··· Information shown ···
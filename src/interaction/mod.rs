//! Interaction handling
//!
//! Wire shapes, per-dispatch context and the router that connects gateway
//! events to registered capabilities.

pub mod context;
pub mod error;
pub mod router;
pub mod types;

pub use context::{ContextProvider, HasMeta, InteractionContext};
pub use error::ExecutionError;
pub use router::{DispatchOutcome, InteractionRouter};
pub use types::{
    CommandInteraction, CommandOption, ComponentInteraction, Interaction, InteractionMeta,
    RawInteraction,
};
···
■ Goal of the exercise
Scan the material above for the word "context", and copy each line where it appears.

■ Solution below
//! Wire shapes, per-dispatch context and the router that connects gateway
pub mod context;
pub use context::{ContextProvider, HasMeta, InteractionContext};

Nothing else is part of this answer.